Is it possible to modify the numpy.random.choice function in order to make it return the index of the chosen element?
Basically, I want to create a list and select elements randomly without replacement
import numpy as np
>>> a = [1,4,1,3,3,2,1,4]
>>> np.random.choice(a)
>>> 4
>>> a
>>> [1,4,1,3,3,2,1,4]
a.remove(np.random.choice(a)) will remove the first element of the list with that value it encounters (a[1] in the example above), which may not be the chosen element (eg, a[7]).

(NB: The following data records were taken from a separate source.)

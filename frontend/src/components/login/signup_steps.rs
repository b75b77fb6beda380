//! 注册流程的各步骤
//!
//! 每个步骤只持有自己的输入；跨步骤的数据（客户 ID、验证码邮箱）
//! 由 `WizardState` 显式传递。

use leptos::prelude::*;
use leptos::task::spawn_local;

use dafonow_shared::ContactRecord;

use super::fields::{LoginLink, StepHeader, SubmitButton, TextField};
use super::form_state::{StepErrors, WizardHandle};
use crate::components::captcha::HumanVerification;
use crate::components::contacts_search::ContactsSearch;
use crate::components::icons::CheckCircle;
use crate::flow::captcha::CaptchaState;
use crate::flow::notice::Notice;
use crate::flow::submit::{self, AccountForm, MSG_NEW_ACCOUNT_INFO};
use crate::flow::validation::{
    Field, NAME_MAX_LENGTH, PHONE_MAX_LENGTH, SignupDetails, ZIP_MAX_LENGTH,
};
use crate::flow::wizard::WizardEvent;

// =========================================================
// AccountValidation
// =========================================================

#[component]
pub fn AccountValidationStep(wizard: WizardHandle) -> impl IntoView {
    let account_number = RwSignal::new(String::new());
    let billing_zip_code = RwSignal::new(String::new());
    let errors = StepErrors::new();

    let on_submit = move |ev: leptos::web_sys::SubmitEvent| {
        ev.prevent_default();
        let Some(generation) = wizard.begin_submit() else {
            return;
        };

        let form = AccountForm {
            account_number: account_number.get_untracked(),
            billing_zip_code: billing_zip_code.get_untracked(),
        };
        spawn_local(async move {
            let outcome = submit::submit_account(wizard.api().as_ref(), &form).await;
            errors.replace(wizard.settle(generation, outcome));
        });
    };

    let request_new_account = move |_| wizard.notify(Notice::info(MSG_NEW_ACCOUNT_INFO));

    view! {
        <form on:submit=on_submit novalidate>
            <StepHeader wizard=wizard title="Sign up" back=true />
            <TextField
                id="account_number"
                label="Account Number"
                field=Field::AccountNumber
                value=account_number
                errors=errors
                live=true
            />
            <TextField
                id="billing_zip_code"
                label="Billing Zip Code"
                field=Field::BillingZipCode
                value=billing_zip_code
                errors=errors
                max_length=ZIP_MAX_LENGTH
                live=true
            />
            <SubmitButton wizard=wizard label="Next" busy_label="Validating…" />

            <Show when=move || wizard.state.with(|w| w.offers_new_account())>
                <button type="button" class="btn btn-outline btn-secondary w-full mt-2" on:click=request_new_account>
                    "Request New Account"
                </button>
            </Show>

            <LoginLink wizard=wizard />
        </form>
    }
}

// =========================================================
// NameSearch
// =========================================================

#[component]
pub fn NameSearchStep(wizard: WizardHandle) -> impl IntoView {
    let selected = RwSignal::new(None::<ContactRecord>);
    let captcha = RwSignal::new(CaptchaState::default());
    let errors = StepErrors::new();

    // 选中联系人 / 完成验证后对应错误不再显示
    let contact_error =
        Signal::derive(move || errors.get(Field::Contact).filter(|_| selected.with(Option::is_none)));
    let captcha_error = Signal::derive(move || {
        errors
            .get(Field::Captcha)
            .filter(|_| !captcha.with(CaptchaState::is_verified))
    });

    let on_submit = move |ev: leptos::web_sys::SubmitEvent| {
        ev.prevent_default();
        let Some(generation) = wizard.begin_submit() else {
            return;
        };

        let customer_id = wizard.state.with_untracked(|w| w.customer_id.clone());
        let contact = selected.get_untracked();
        let captcha_state = captcha.get_untracked();
        spawn_local(async move {
            let outcome = submit::submit_contact(
                wizard.api().as_ref(),
                customer_id.as_deref(),
                contact.as_ref(),
                &captcha_state,
            )
            .await;
            errors.replace(wizard.settle(generation, outcome));
        });
    };

    view! {
        <form on:submit=on_submit novalidate class="space-y-3">
            <StepHeader wizard=wizard title="Sign up" back=true />
            <p class="text-sm text-base-content/70">"Search for your name to link your account."</p>

            <ContactsSearch selected=selected error=contact_error />
            <HumanVerification captcha=captcha error=captcha_error />

            <SubmitButton wizard=wizard label="Sign up" busy_label="Signing up…" />

            <div class="text-center text-sm">
                <span>"Your name's not on the list? "</span>
                <button
                    type="button"
                    class="link link-primary font-semibold"
                    on:click=move |_| {
                        wizard.dispatch(WizardEvent::RegisterAsNew);
                    }
                >
                    "Register as New"
                </button>
            </div>
            <LoginLink wizard=wizard />
        </form>
    }
}

// =========================================================
// SignupDetails
// =========================================================

#[component]
pub fn SignupDetailsStep(wizard: WizardHandle) -> impl IntoView {
    let first_name = RwSignal::new(String::new());
    let last_name = RwSignal::new(String::new());
    let phone = RwSignal::new(String::new());
    let email = RwSignal::new(String::new());
    let captcha = RwSignal::new(CaptchaState::default());
    let errors = StepErrors::new();

    let captcha_error = Signal::derive(move || {
        errors
            .get(Field::Captcha)
            .filter(|_| !captcha.with(CaptchaState::is_verified))
    });

    let on_submit = move |ev: leptos::web_sys::SubmitEvent| {
        ev.prevent_default();
        let Some(generation) = wizard.begin_submit() else {
            return;
        };

        let customer_id = wizard.state.with_untracked(|w| w.customer_id.clone());
        let details = SignupDetails {
            first_name: first_name.get_untracked(),
            last_name: last_name.get_untracked(),
            phone: phone.get_untracked(),
            email: email.get_untracked(),
        };
        let captcha_state = captcha.get_untracked();
        spawn_local(async move {
            let outcome = submit::submit_details(
                wizard.api().as_ref(),
                customer_id.as_deref(),
                &details,
                &captcha_state,
            )
            .await;
            errors.replace(wizard.settle(generation, outcome));
        });
    };

    view! {
        <form on:submit=on_submit novalidate class="space-y-1">
            <StepHeader wizard=wizard title="Sign up" back=true />
            <div class="grid grid-cols-2 gap-4">
                <TextField
                    id="first_name"
                    label="First Name"
                    field=Field::FirstName
                    value=first_name
                    errors=errors
                    max_length=NAME_MAX_LENGTH
                    autocomplete="given-name"
                />
                <TextField
                    id="last_name"
                    label="Last Name"
                    field=Field::LastName
                    value=last_name
                    errors=errors
                    max_length=NAME_MAX_LENGTH
                    autocomplete="family-name"
                />
            </div>
            <TextField
                id="phone"
                label="Phone"
                field=Field::Phone
                value=phone
                errors=errors
                input_type="tel"
                max_length=PHONE_MAX_LENGTH
                autocomplete="tel"
            />
            <TextField
                id="signup_email"
                label="Email"
                field=Field::Email
                value=email
                errors=errors
                input_type="email"
                autocomplete="email"
            />
            <div class="pt-2">
                <HumanVerification captcha=captcha error=captcha_error />
            </div>
            <SubmitButton wizard=wizard label="Next" busy_label="Submitting…" />
            <LoginLink wizard=wizard />
        </form>
    }
}

// =========================================================
// SignupSuccess
// =========================================================

#[component]
pub fn SignupSuccessStep(wizard: WizardHandle) -> impl IntoView {
    view! {
        <div class="flex flex-col items-center text-center gap-4 py-4">
            <CheckCircle attr:class="h-16 w-16 text-success" />
            <h2 class="text-xl font-semibold">"Sign up complete"</h2>
            <p class="text-sm text-base-content/70">
                "Your account is ready. Log in with your email to continue."
            </p>
            <button type="button" class="btn btn-primary w-full" on:click=move |_| wizard.return_to_login()>
                "Go to Login"
            </button>
        </div>
    }
}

Regarding your first question, you can work the other way around, randomly choose from the index of the array a and then fetch the value.
>>> a = [1,4,1,3,3,2,1,4]
>>> a = np.array(a)
>>> random.choice(arange(a.size))
6
>>> a[6]
But if you just need random sample without replacement, replace=False will do. Can't remember when it was firstly added to random.choice, might be 1.7.0. So if you are running very old numpy it may not work. Keep in mind the default is replace=True
Here's one way to find out the index of a randomly selected element:
import random # plain random module, not numpy's
random.choice(list(enumerate(a)))[0]
=> 4 # just an example, index is 4
Or you could retrieve the element and the index in a single step:
random.choice(list(enumerate(a)))
=> (1, 4) # just an example, index is 1 and element is 4
numpy.random.choice(a, size=however_many, replace=False)
If you want a sample without replacement, just ask numpy to make you one. Don't loop and draw items repeatedly. That'll produce bloated code and horrible performance.
Example:
>>> a = numpy.arange(10)
>>> a
array([0, 1, 2, 3, 4, 5, 6, 7, 8, 9])
>>> numpy.random.choice(a, size=5, replace=False)
array([7, 5, 8, 6, 2])
On a sufficiently recent NumPy (at least 1.17), you should use the new randomness API, which fixes a longstanding performance issue where the old API's replace=False code path unnecessarily generated a complete permutation of the input under the hood:
rng = numpy.random.default_rng()
result = rng.choice(a, size=however_many, replace=False)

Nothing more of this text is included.